As a literary researcher, he specializes in the work of Shmuel Yosef Agnon, about whom he has published five books. He developed a computerized database for the author's complete works, with 2,500,000 words that can be accessed online through a retrieval system. The access is through three main frames:

- Frame A: Poetics. General typology, genres; motifs sources, poetic functions.

- Frame B: index of subjects, philosophy, history; society; psychology.

- Frame C: indices of individual works according to A and B, index of place and names, index of synopses; abstracts of criticism; bibliography.

==Views and opinions==
Hillel Weiss is a prominent figure of the Neo-Zionist movement. He was one of the founders of the religious Zionist movement in the early 1970s. He believes in the necessity of rebuilding the Temple and instating Jewish rule over Greater Israel. Weiss believes that secular Jews are betraying their cultural heritage if they deny the mythical aspect of the Masada narrative. In the chapter "The Messianic Theme in the Works of A.B. Yehoshua and Amos Oz" in the anthology Israel and the Post-Zionists: A Nation at Risk, Weiss invokes the Holocaust as a cognitive filter to describe the actions of the right wing Israeli government and portrays post-Zionism as a negation of a Jewish State, anti-Zionist and anti-Israel. Weiss views the Jewish experience as an "ongoing Shoah".
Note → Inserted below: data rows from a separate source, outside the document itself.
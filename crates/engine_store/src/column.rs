//! Component columns.
//!
//! A [`Column`] stores one component type as two parallel vectors: the owning
//! entities, sorted ascending, and the values. Tags use the same layout with a
//! zero-sized value type, so their value vector never allocates.
//!
//! Rows can be vacated in place. A vacated row keeps its position, so rows
//! after it do not move, but it no longer counts as holding the component.
//! [`AnyColumn::purge`] drops vacated rows.

use std::any::Any;

use engine_component::{Component, ComponentDescriptor, Entity};

/// Type-erased view of a [`Column`], used where only the component id is known.
pub trait AnyColumn: Any {
    /// Upcast for downcasting to the typed column.
    fn as_any(&self) -> &dyn Any;

    /// Upcast for downcasting to the typed column.
    fn as_any_mut(&mut self) -> &mut dyn Any;

    /// Descriptor of the stored component.
    fn descriptor(&self) -> ComponentDescriptor;

    /// Owning entities in row order.
    fn entities(&self) -> &[Entity];

    /// Vacancy flag per row; empty while no row is vacant.
    fn vacant(&self) -> &[bool];

    /// Number of rows, vacated ones included.
    fn len(&self) -> usize;

    /// Returns `true` if the column has no rows.
    fn is_empty(&self) -> bool;

    /// Number of rows that are not vacant.
    fn occupied(&self) -> usize;

    /// Owner of `row`, unless the row is vacant.
    fn entity_at(&self, row: usize) -> Option<Entity>;

    /// Row of `entity`, if it holds this component.
    fn position(&self, entity: Entity) -> Option<usize>;

    /// Give `entity` a default value; returns its row. Existing rows are
    /// kept, and a vacated row is taken back in place.
    fn insert_default(&mut self, entity: Entity) -> usize;

    /// Vacate `entity`'s row without moving any other row. Returns `true` if
    /// it held the component.
    fn vacate(&mut self, entity: Entity) -> bool;

    /// Drop vacated rows and every row owned by an entity in `removed`
    /// (sorted). Returns the number of rows dropped.
    fn purge(&mut self, removed: &[Entity]) -> usize;

    /// Drop every row.
    fn clear(&mut self);
}

impl std::fmt::Debug for dyn AnyColumn {
    fn fmt(&self, f: &mut std::fmt::Formatter<'_>) -> std::fmt::Result {
        f.debug_struct("Column")
            .field("component", &self.descriptor().name)
            .field("rows", &self.len())
            .finish()
    }
}

/// A column of `T` values keyed by entity.
#[derive(Debug, Clone)]
pub struct Column<T> {
    entities: Vec<Entity>,
    values: Vec<T>,
    vacant: Vec<bool>,
    vacancies: usize,
}

impl<T: Component> Column<T> {
    /// Create an empty column.
    #[must_use]
    pub fn new() -> Self {
        Self::with_capacity(0)
    }

    /// Create an empty column with room for `capacity` rows.
    #[must_use]
    pub fn with_capacity(capacity: usize) -> Self {
        Self {
            entities: Vec::with_capacity(capacity),
            values: Vec::with_capacity(capacity),
            vacant: Vec::new(),
            vacancies: 0,
        }
    }

    /// Insert `value` for `entity`, keeping rows sorted by entity.
    ///
    /// Returns `Ok(row)` for a new or revived row, or `Err(row)` if `entity`
    /// already has one (the existing value is kept). Inserting the newest
    /// entity is a push.
    pub fn insert(&mut self, entity: Entity, value: T) -> Result<usize, usize> {
        match self.entities.last() {
            Some(&last) if last >= entity => {}
            _ => {
                self.entities.push(entity);
                self.values.push(value);
                if !self.vacant.is_empty() {
                    self.vacant.push(false);
                }
                return Ok(self.entities.len() - 1);
            }
        }
        match self.entities.binary_search(&entity) {
            Ok(row) if self.is_vacant(row) => {
                self.values[row] = value;
                self.vacant[row] = false;
                self.vacancies -= 1;
                Ok(row)
            }
            Ok(row) => Err(row),
            Err(row) => {
                self.entities.insert(row, entity);
                self.values.insert(row, value);
                if !self.vacant.is_empty() {
                    self.vacant.insert(row, false);
                }
                Ok(row)
            }
        }
    }

    /// Returns `true` if `row` was vacated since the last purge.
    #[must_use]
    pub fn is_vacant(&self, row: usize) -> bool {
        self.vacant.get(row).copied().unwrap_or(false)
    }

    /// Value at `row`.
    #[must_use]
    pub fn get(&self, row: usize) -> Option<&T> {
        self.values.get(row)
    }

    /// Mutable value at `row`.
    #[must_use]
    pub fn get_mut(&mut self, row: usize) -> Option<&mut T> {
        self.values.get_mut(row)
    }

    /// All values in row order.
    #[must_use]
    pub fn values(&self) -> &[T] {
        &self.values
    }

    /// All values in row order, mutably.
    #[must_use]
    pub fn values_mut(&mut self) -> &mut [T] {
        &mut self.values
    }
}

impl<T: Component> Default for Column<T> {
    fn default() -> Self {
        Self::new()
    }
}

impl<T: Component> AnyColumn for Column<T> {
    fn as_any(&self) -> &dyn Any {
        self
    }

    fn as_any_mut(&mut self) -> &mut dyn Any {
        self
    }

    fn descriptor(&self) -> ComponentDescriptor {
        T::DESCRIPTOR
    }

    fn entities(&self) -> &[Entity] {
        &self.entities
    }

    fn vacant(&self) -> &[bool] {
        &self.vacant
    }

    fn len(&self) -> usize {
        self.entities.len()
    }

    fn is_empty(&self) -> bool {
        self.entities.is_empty()
    }

    fn occupied(&self) -> usize {
        self.entities.len() - self.vacancies
    }

    fn entity_at(&self, row: usize) -> Option<Entity> {
        if self.is_vacant(row) {
            return None;
        }
        self.entities.get(row).copied()
    }

    fn position(&self, entity: Entity) -> Option<usize> {
        let row = self.entities.binary_search(&entity).ok()?;
        (!self.is_vacant(row)).then_some(row)
    }

    fn insert_default(&mut self, entity: Entity) -> usize {
        match self.insert(entity, T::default()) {
            Ok(row) | Err(row) => row,
        }
    }

    fn vacate(&mut self, entity: Entity) -> bool {
        let Some(row) = self.position(entity) else {
            return false;
        };
        if self.vacant.is_empty() {
            self.vacant.resize(self.entities.len(), false);
        }
        self.vacant[row] = true;
        self.vacancies += 1;
        true
    }

    fn purge(&mut self, removed: &[Entity]) -> usize {
        if removed.is_empty() && self.vacancies == 0 {
            return 0;
        }
        let len = self.entities.len();
        let mut keep = 0;
        for row in 0..len {
            if !self.is_vacant(row) && removed.binary_search(&self.entities[row]).is_err() {
                // Rows in keep..row are all purged, so swapping keeps order.
                self.entities.swap(keep, row);
                self.values.swap(keep, row);
                keep += 1;
            }
        }
        self.entities.truncate(keep);
        self.values.truncate(keep);
        self.vacant.clear();
        self.vacancies = 0;
        len - keep
    }

    fn clear(&mut self) {
        self.entities.clear();
        self.values.clear();
        self.vacant.clear();
        self.vacancies = 0;
    }
}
He has also opposed a visit by Pope Benedict XVI to Israel because of previously expressed views by the Holy See that Jerusalem should become an international city.
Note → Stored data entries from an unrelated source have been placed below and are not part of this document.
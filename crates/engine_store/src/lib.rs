//! # engine_store
//!
//! Columnar entity storage for the selector engine.
//!
//! - [`EntityStore`]: the contract the selector layer is written against:
//!   array access, sibling lookup, tags, and join-cache primitives. Misses
//!   are `None`, never errors.
//! - [`World`]: the in-memory reference store: entity-sorted [`Column`]s,
//!   deferred removal, and a slab of [`JoinCache`]s.
//! - [`Bundle`]: tuples of component values spawned as one entity.
//!
//! ```rust
//! use engine_component::{Component, component};
//! use engine_store::{EntityStore, World};
//!
//! #[derive(Debug, Default, PartialEq)]
//! struct Score(u32);
//! component!(Score);
//!
//! let mut world = World::new();
//! world.spawn((Score(3),)).unwrap();
//! assert_eq!(world.count(Score::ID), 1);
//! assert_eq!(world.values::<Score>(), &[Score(3)]);
//! ```

pub mod bundle;
pub mod cache;
pub mod column;
pub mod config;
pub mod error;
pub mod store;
pub mod world;

pub use bundle::Bundle;
pub use cache::{CacheHandle, CacheSlab, JoinCache, KeyRows};
pub use column::{AnyColumn, Column};
pub use config::StoreConfig;
pub use error::StoreError;
pub use store::{EntityStore, Slot};
pub use world::World;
In October 2014, Hillel Weiss was accused by several Israeli media outlets, including Haaretz, of advocating "the annihilation of Palestinians". The accusation referenced a Facebook comment made by Weiss towards Palestinian Authority president Mahmoud Abbas, in which he that stated that there is no genocide against the Palestinian people, as Palestinian Arabs have never constituted "a people". The statement was condemned by Bar Ilan University as ‘contemptible’ and ‘immoral’. Weiss himself has refuted these accusations, including the accusation that he called the elimination of Palestinians, enumerating specific ways by which Haaretz grossly misrepresented the content of his Facebook post.

==Controversy==
Weiss was the cause of a controversy during the 2005 Gay Pride Parade in Jerusalem when he said, "This abomination should be expelled from the Holy City by any means necessary." Weiss became the subject of another controversy due to comments he made in August 2007, during the eviction of his daughter, Tehila Yahalom, from the Hebron wholesale market. Moshe Kaveh, president of Bar-Ilan University, denounced his remarks. The Council for Peace and security also criticized him. In August 2008, he was indicted for incitement to violence after he publicly cursed the IDF Hebron Brigade commander, wishing him death and his family bereavement.

==Published works==
- Defamation: Israeli Literature of Elimination, Beit El, 1992.
- Agnon and Germany: The Presence of the German World in the Writings of S.Y. Agnon. , editor, along with Hans Juergen-Becker, Bar-Ilan Press, 2010.